O deputado federal Amom Mandel apresentou uma emenda à PEC 221/2019 para incluir a realidade da Amazônia e de regiões remotas no debate nacional sobre o fim da escala 6×1 e a redução da jornada de trabalho no Brasil.

A proposta busca garantir proteção específica para trabalhadores que vivem em localidades rurais, ribeirinhas e de difícil acesso, onde o deslocamento até o local de trabalho pode consumir horas — e, em alguns casos, até dias.

A iniciativa surge em meio às discussões na Câmara dos Deputados sobre mudanças nas regras trabalhistas envolvendo a redução da jornada semanal e o aumento dos períodos de descanso. O debate ganhou força com a tramitação da PEC 8/2025, da deputada Erika Hilton, além do Projeto de Lei 1838/2026, encaminhado pelo governo federal, que propõe jornada semanal de 40 horas sem redução salarial.

A emenda de Amom Mandel pretende incluir no texto constitucional a previsão de que uma lei complementar estabeleça regras específicas para trabalhadores de regiões isoladas, levando em consideração fatores como tempo de deslocamento, condições de transporte, segurança da viagem, períodos mínimos de descanso físico e mental e convivência familiar.

Na prática, a proposta tenta evitar que a nova legislação trabalhista seja construída apenas com foco nas grandes capitais e regiões metropolitanas, ignorando a realidade enfrentada por milhares de trabalhadores da Amazônia Legal.

Segundo o parlamentar, em muitos municípios do interior do Amazonas, trabalhadores dependem de barcos, voadeiras, balsas, ramais e estradas de terra para chegar ao serviço, enfrentando trajetos longos e desgastantes diariamente.

A proposta também prevê que o tempo de deslocamento extraordinário causado pelas dificuldades geográficas possa receber regulamentação específica por meio de lei complementar ou negociação coletiva. No entanto, o texto estabelece limites para impedir prejuízos ao trabalhador, como redução salarial indireta, ampliação excessiva da jornada ou supressão de períodos mínimos de descanso.

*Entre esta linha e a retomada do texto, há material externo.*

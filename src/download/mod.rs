//! Deduplicating download queue.
//!
//! Request handlers call [`Downloader::fetch`] on a cache miss.  The pull URL
//! is marked in flight, the work item is put on a bounded queue, and a fixed
//! pool of workers copies the origin body into the object store.  A URL that
//! is already in flight is silently dropped, so concurrent misses for the same
//! object cause a single origin download.
//!
//! Workers never wait on the bounded queue themselves: retries and manifest
//! layer fan-out go through [`Downloader::enqueue_from_worker`], which spills
//! into an overflow list that workers drain first.

pub mod manifest;
pub mod replay;

use std::collections::{HashSet, VecDeque};
use std::sync::{Arc, Mutex, PoisonError};
use std::time::Duration;

use prometheus_client::encoding::EncodeLabelValue;
use reqwest::header::{AUTHORIZATION, CONTENT_DISPOSITION, CONTENT_TYPE};
use tokio::sync::mpsc;
use tokio::sync::mpsc::error::TrySendError;
use tokio::task::JoinHandle;
use tokio::time::Instant;
use tokio_util::sync::CancellationToken;
use tracing::{debug, error, info, instrument, warn};

use crate::config::{DownloaderConfig, InFlightPolicy};
use crate::metrics::Metrics;
use crate::storage::{BodyStream, ObjectStore, PutObject, into_body_stream};

use self::manifest::{MANIFEST_PEEK_LIMIT, Manifest};

const DEFAULT_MEDIA_TYPE: &str = "application/octet-stream";

// ---------------------------------------------------------------------------
// Work items
// ---------------------------------------------------------------------------

/// One object to copy from an origin into the store.
#[derive(Debug, Clone, PartialEq, Eq)]
pub struct DownloadWork {
    pub bucket: String,
    pub key: String,
    pub pull_url: String,
    /// Content type to store the object under.  Empty means "use whatever
    /// the origin sends".
    pub media_type: String,
    /// Forwarded verbatim as the `Authorization` header; omitted when empty.
    pub authorization: String,
    /// Download even if the key already exists (used to refresh stale
    /// mutable objects).
    pub force_refresh: bool,
    attempt: u32,
    not_before: Option<Instant>,
}
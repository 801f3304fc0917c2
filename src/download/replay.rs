//! Bounded peek into a body stream.
//!
//! [`peek`] reads at most `limit` bytes for inspection and returns a
//! [`Peeked`] value.  The original stream is moved into it untouched;
//! [`Peeked::into_stream`] yields the inspected bytes followed by whatever the
//! original stream still has to offer.

use bytes::{Bytes, BytesMut};
use futures::StreamExt;

use crate::storage::BodyStream;

pub struct Peeked {
    /// At most `limit` bytes from the start of the body.
    pub prefix: Bytes,
    /// Whether the body ended within the limit, the limit itself included
    /// (`prefix` is the whole body).
    pub complete: bool,
    /// Bytes of the chunk that straddled the limit, not part of `prefix`.
    overflow: Option<Bytes>,
    rest: BodyStream,
}

impl Peeked {
    /// Replay the full body: `prefix`, then the remainder of the original
    /// stream.
    pub fn into_stream(self) -> BodyStream {
        let head = std::iter::once(self.prefix)
            .chain(self.overflow)
            .filter(|b| !b.is_empty())
            .map(Ok);
        Box::pin(futures::stream::iter(head).chain(self.rest))
    }
}

/// Read up to `limit` bytes from `body`.
pub async fn peek(mut body: BodyStream, limit: usize) -> std::io::Result<Peeked> {
    let mut buf = BytesMut::new();
    let mut overflow = None;
    let mut complete = false;

    loop {
        if buf.len() >= limit {
            // Full to the byte: one more poll tells whether the body ends here.
            while overflow.is_none() {
                match body.next().await {
                    Some(chunk) => overflow = Some(chunk?).filter(|c| !c.is_empty()),
                    None => {
                        complete = true;
                        break;
                    }
                }
            }
            break;
        }
        match body.next().await {
            Some(chunk) => {
                let mut chunk = chunk?;
                let room = limit - buf.len();
                if chunk.len() > room {
                    overflow = Some(chunk.split_off(room));
                }
                buf.extend_from_slice(&chunk);
            }
            None => {
                complete = true;
                break;
            }
        }
    }

    Ok(Peeked {
        prefix: buf.freeze(),
        complete,
        overflow,
        rest: body,
    })
}
//! Civitai API payloads.
//!
//! Only the fields the cache acts on are typed; everything else is kept in
//! `extra` so metadata written back to the store round-trips unchanged.

use serde::{Deserialize, Serialize};
use serde_json::{Map, Value};

#[derive(Debug, Clone, Serialize, Deserialize)]
#[serde(rename_all = "camelCase")]
pub struct Model {
    pub id: u64,
    #[serde(default)]
    pub name: String,
    #[serde(default, rename = "type")]
    pub kind: String,
    #[serde(default)]
    pub model_versions: Vec<ModelVersion>,
    #[serde(flatten)]
    pub extra: Map<String, Value>,
}

#[derive(Debug, Clone, Serialize, Deserialize)]
#[serde(rename_all = "camelCase")]
pub struct ModelVersion {
    pub id: u64,
    /// Absent when the version is nested inside a [`Model`].
    #[serde(default, skip_serializing_if = "Option::is_none")]
    pub model_id: Option<u64>,
    #[serde(default)]
    pub name: String,
    #[serde(default)]
    pub files: Vec<File>,
    #[serde(flatten)]
    pub extra: Map<String, Value>,
}

#[derive(Debug, Clone, Serialize, Deserialize)]
#[serde(rename_all = "camelCase")]
pub struct File {
    #[serde(default)]
    pub id: u64,
    #[serde(default)]
    pub name: String,
    #[serde(default, rename = "type")]
    pub kind: String,
    #[serde(default)]
    pub primary: bool,
    #[serde(default)]
    pub metadata: FileMetadata,
    #[serde(default)]
    pub hashes: FileHashes,
    #[serde(default, skip_serializing_if = "Option::is_none")]
    pub download_url: Option<String>,
    #[serde(flatten)]
    pub extra: Map<String, Value>,
}

#[derive(Debug, Clone, Default, Serialize, Deserialize)]
pub struct FileMetadata {
    #[serde(default, skip_serializing_if = "Option::is_none")]
    pub fp: Option<String>,
    #[serde(default, skip_serializing_if = "Option::is_none")]
    pub size: Option<String>,
    #[serde(default, skip_serializing_if = "Option::is_none")]
    pub format: Option<String>,
    #[serde(flatten)]
    pub extra: Map<String, Value>,
}

#[derive(Debug, Clone, Default, Serialize, Deserialize)]
pub struct FileHashes {
    #[serde(rename = "SHA256", default, skip_serializing_if = "Option::is_none")]
    pub sha256: Option<String>,
    #[serde(flatten)]
    pub other: Map<String, Value>,
}

impl File {
    /// Content-addressed store key, `blobs/sha256:<lowercase digest>`.
    pub fn cache_key(&self) -> Option<String> {
        self.hashes
            .sha256
            .as_deref()
            .filter(|h| !h.is_empty())
            .map(|h| format!("blobs/sha256:{}", h.to_ascii_lowercase()))
    }
}

// ---------------------------------------------------------------------------
// File selection
// ---------------------------------------------------------------------------

/// Download query parameters narrowing which file of a version is wanted.
#[derive(Debug, Clone, Default, PartialEq, Eq, Deserialize)]
pub struct FileFilter {
    #[serde(rename = "type")]
    pub kind: Option<String>,
    pub format: Option<String>,
    pub size: Option<String>,
    pub fp: Option<String>,
}

impl FileFilter {
    pub fn is_empty(&self) -> bool {
        [&self.kind, &self.format, &self.size, &self.fp]
            .iter()
            .all(|p| p.as_deref().is_none_or(str::is_empty))
    }

    fn matches(&self, file: &File) -> bool {
        fn check(wanted: &Option<String>, actual: Option<&str>) -> bool {
            match wanted.as_deref() {
                None | Some("") => true,
                Some(w) => actual == Some(w),
            }
        }
        check(&self.kind, Some(file.kind.as_str()))
            && check(&self.format, file.metadata.format.as_deref())
            && check(&self.size, file.metadata.size.as_deref())
            && check(&self.fp, file.metadata.fp.as_deref())
    }
}

/// Pick the file a download request refers to.
///
/// Without parameters this is the primary file (or the first one if none is
/// flagged primary); otherwise the first file matching every parameter.
pub fn select_file<'a>(files: &'a [File], filter: &FileFilter) -> Option<&'a File> {
    if filter.is_empty() {
        return files.iter().find(|f| f.primary).or_else(|| files.first());
    }
    files.iter().find(|f| filter.matches(f))
}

Amom argumenta que a redução da carga horária semanal só terá impacto real na qualidade de vida se considerar também o tempo gasto no deslocamento e as condições enfrentadas pelos trabalhadores fora dos grandes centros urbanos.

O debate sobre o fim da escala 6×1 mobiliza sindicatos, empresas, parlamentares e especialistas em todo o país. Atualmente, grande parte dos trabalhadores brasileiros cumpre jornadas de até 44 horas semanais, muitas vezes com apenas um dia de descanso.

A emenda do parlamentar amazonense amplia a discussão ao inserir no centro do debate questões como desigualdade regional, saúde do trabalhador, desgaste físico e direito à convivência familiar.

A Comissão Especial da Câmara responsável por discutir a proposta pretende votar o relatório final no próximo dia 27 de maio. A expectativa do governo federal é concluir a tramitação da matéria ainda neste semestre no Congresso Nacional.